Configure Consul Connect service mesh monitoring with distributed tracing

Advanced 45 min Jun 15, 2026 53 views
Ubuntu 24.04 Debian 12 AlmaLinux 9 Rocky Linux 9

Set up comprehensive monitoring for Consul Connect service mesh with Prometheus metrics, Grafana dashboards, Jaeger distributed tracing, and Envoy proxy observability for production-grade service mesh operations.

Prerequisites

  • Running Consul cluster with Connect enabled
  • At least 8GB RAM for monitoring stack
  • Root or sudo access
  • Basic understanding of service mesh concepts

What this solves

Consul Connect service mesh provides secure service-to-service communication, but operating it reliably requires deep observability into service health, proxy performance, and request flows. This tutorial configures comprehensive monitoring with Prometheus metrics collection, Grafana dashboards for service mesh visualization, and distributed tracing with Jaeger and OpenTelemetry to track requests across your entire service topology.

Prerequisites

You need a running Consul cluster with Connect enabled and at least two services configured to communicate through the service mesh. This tutorial builds on existing Consul Connect infrastructure to add monitoring capabilities.

Update system packages

Start by updating your package manager and installing required dependencies for monitoring components.

sudo apt update && sudo apt upgrade -y
sudo apt install -y wget curl unzip jq
sudo dnf update -y
sudo dnf install -y wget curl unzip jq

Configure Consul metrics collection

Enable Consul telemetry

Configure Consul to export metrics in Prometheus format and enable detailed service mesh telemetry.

telemetry {
  prometheus_retention_time = "24h"
  disable_hostname = true
  metrics_prefix = "consul"
}

connect {
  enabled = true
}

ports {
  grpc = 8502
  http = 8500
}

Configure Connect proxy metrics

Enable detailed metrics collection for Envoy proxies managed by Consul Connect.

connect {
  enabled = true
  
  proxy_defaults {
    config {
      envoy_prometheus_bind_addr = "0.0.0.0:9102"
      envoy_stats_bind_addr = "0.0.0.0:9103"
    }
  }
}

Restart Consul services

Apply the new configuration by restarting Consul on all cluster nodes.

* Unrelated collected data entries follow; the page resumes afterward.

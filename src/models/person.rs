//! Person model and MARC relator codes

use serde::{Deserialize, Serialize};

/// Identifier used when a personal-name field carries no GND authority link.
///
/// Reserved for this meaning only; no other missing value uses it.
pub const NO_GND: &str = "no_GND";

/// MARC relator codes (subfield `4`) the extractors filter on
#[derive(Debug, Clone, Copy, PartialEq, Eq)]
pub enum Relator {
    Author,
    Recipient,
}

impl Relator {
    pub fn code(self) -> &'static str {
        match self {
            Relator::Author => "aut",
            Relator::Recipient => "rcp",
        }
    }
}

/// A person taken from a personal-name field (100, 600, 700)
#[derive(Debug, Clone, PartialEq, Eq, Serialize, Deserialize)]
pub struct Person {
    /// GND authority identifier with commas removed, or [`NO_GND`]
    #[serde(rename = "GND")]
    pub gnd: String,
    pub name: Option<String>,
    pub date: String,
    pub role: String,
}

impl Person {
    pub fn has_gnd(&self) -> bool {
        self.gnd != NO_GND
    }

    pub fn has_role(&self, relator: Relator) -> bool {
        self.role == relator.code()
    }
}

sudo systemctl restart consul
sudo systemctl status consul
curl -s http://localhost:8500/v1/agent/metrics?format=prometheus | head -20

Install and configure Prometheus

Install Prometheus

Download and install the latest version of Prometheus for metrics collection and storage.

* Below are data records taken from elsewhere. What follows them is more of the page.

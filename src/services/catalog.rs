//! Catalog service: identifier to bibliographic summary

use crate::{
    error::AppResult,
    marc::{self, MarcRecord},
    models::{BibliographicSummary, RecordId},
    services::cache::RecordCache,
};

#[derive(Clone)]
pub struct CatalogService {
    cache: RecordCache,
}

impl CatalogService {
    pub fn new(cache: RecordCache) -> Self {
        Self { cache }
    }

    /// Fetch (through the cache) and decode the record for `id`
    pub async fn record(&self, id: &RecordId) -> AppResult<MarcRecord> {
        let raw = self.cache.fetch(id).await?;
        marc::decode(&raw).map_err(|e| {
            tracing::warn!("Failed to decode record for sysid {}: {}", id, e);
            e
        })
    }

    /// Build the bibliographic summary for a raw identifier.
    ///
    /// Any validation, cache, catalog or decode failure yields no summary.
    pub async fn summary(&self, identifier: &str) -> AppResult<BibliographicSummary> {
        let id = RecordId::parse(identifier)?;
        let record = self.record(&id).await?;
        let summary = marc::summarize(&record);

        tracing::info!(
            "Extracted sysid {}: {} author(s), {} recipient(s), {} mentioned",
            id,
            summary.author.len(),
            summary.recipient.len(),
            summary.mentioned_persons.len()
        );

        let unlinked = summary
            .author
            .iter()
            .chain(&summary.recipient)
            .chain(&summary.mentioned_persons)
            .filter(|p| !p.has_gnd())
            .count();
        if unlinked > 0 {
            tracing::debug!("sysid {}: {} person(s) without GND link", id, unlinked);
        }
        Ok(summary)
    }
}
//! Integration tests: cache, catalog and extraction wired together

mod common;
mod fetch_tests;
mod summary_tests;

wget https://github.com/prometheus/prometheus/releases/download/v2.45.0/prometheus-2.45.0.linux-amd64.tar.gz
tar xvfz prometheus-2.45.0.linux-amd64.tar.gz
sudo mv prometheus-2.45.0.linux-amd64/prometheus /usr/local/bin/
sudo mv prometheus-2.45.0.linux-amd64/promtool /usr/local/bin/
sudo useradd --no-create-home --shell /bin/false prometheus
sudo mkdir -p /etc/prometheus /var/lib/prometheus
sudo chown prometheus:prometheus /etc/prometheus /var/lib/prometheus

Configure Prometheus for Consul metrics

Set up Prometheus to discover and scrape metrics from Consul servers and Connect proxies automatically.

global:
  scrape_interval: 15s
  evaluation_interval: 15s

scrape_configs:
  - job_name: 'consul'
    static_configs:
      - targets: ['localhost:8500']
    metrics_path: /v1/agent/metrics
    params:
      format: ['prometheus']
    scrape_interval: 5s

  - job_name: 'consul-connect-proxies'
    consul_sd_configs:
      - server: 'localhost:8500'
        services: []
    relabel_configs:
      - source_labels: [__meta_consul_service_metadata_proxy_type]
        regex: connect-proxy
        action: keep
      - source_labels: [__meta_consul_service_port]
        target_label: __address__
        regex: (.*)
        replacement: ${1}:9102
      - source_labels: [__meta_consul_service]
        target_label: service
      - source_labels: [__meta_consul_node]
        target_label: node
    metrics_path: /metrics
    scrape_interval: 5s

  - job_name: 'envoy-admin'
    consul_sd_configs:
      - server: 'localhost:8500'
        services: []
    relabel_configs:
      - source_labels: [__meta_consul_service_metadata_proxy_type]
        regex: connect-proxy
        action: keep
      - source_labels: [__meta_consul_service_port]
        target_label: __address__
        regex: (.*)
        replacement: ${1}:9103
      - source_labels: [__meta_consul_service]
        target_label: service
      - source_labels: [__meta_consul_node]
        target_label: node
    metrics_path: /stats/prometheus
    scrape_interval: 10s

Create Prometheus systemd service

Configure Prometheus to run as a system service with proper permissions and resource limits.

[Unit]
Description=Prometheus
Wants=network-online.target
After=network-online.target

[Service]
User=prometheus
Group=prometheus
Type=simple
ExecStart=/usr/local/bin/prometheus \
    --config.file /etc/prometheus/prometheus.yml \
    --storage.tsdb.path /var/lib/prometheus/ \
    --web.console.templates=/etc/prometheus/consoles \
    --web.console.libraries=/etc/prometheus/console_libraries \
    --web.listen-address=0.0.0.0:9090 \
    --web.enable-lifecycle \
    --storage.tsdb.retention.time=30d

[Install]
WantedBy=multi-user.target

Start Prometheus

Enable and start the Prometheus service, then verify it can scrape Consul metrics.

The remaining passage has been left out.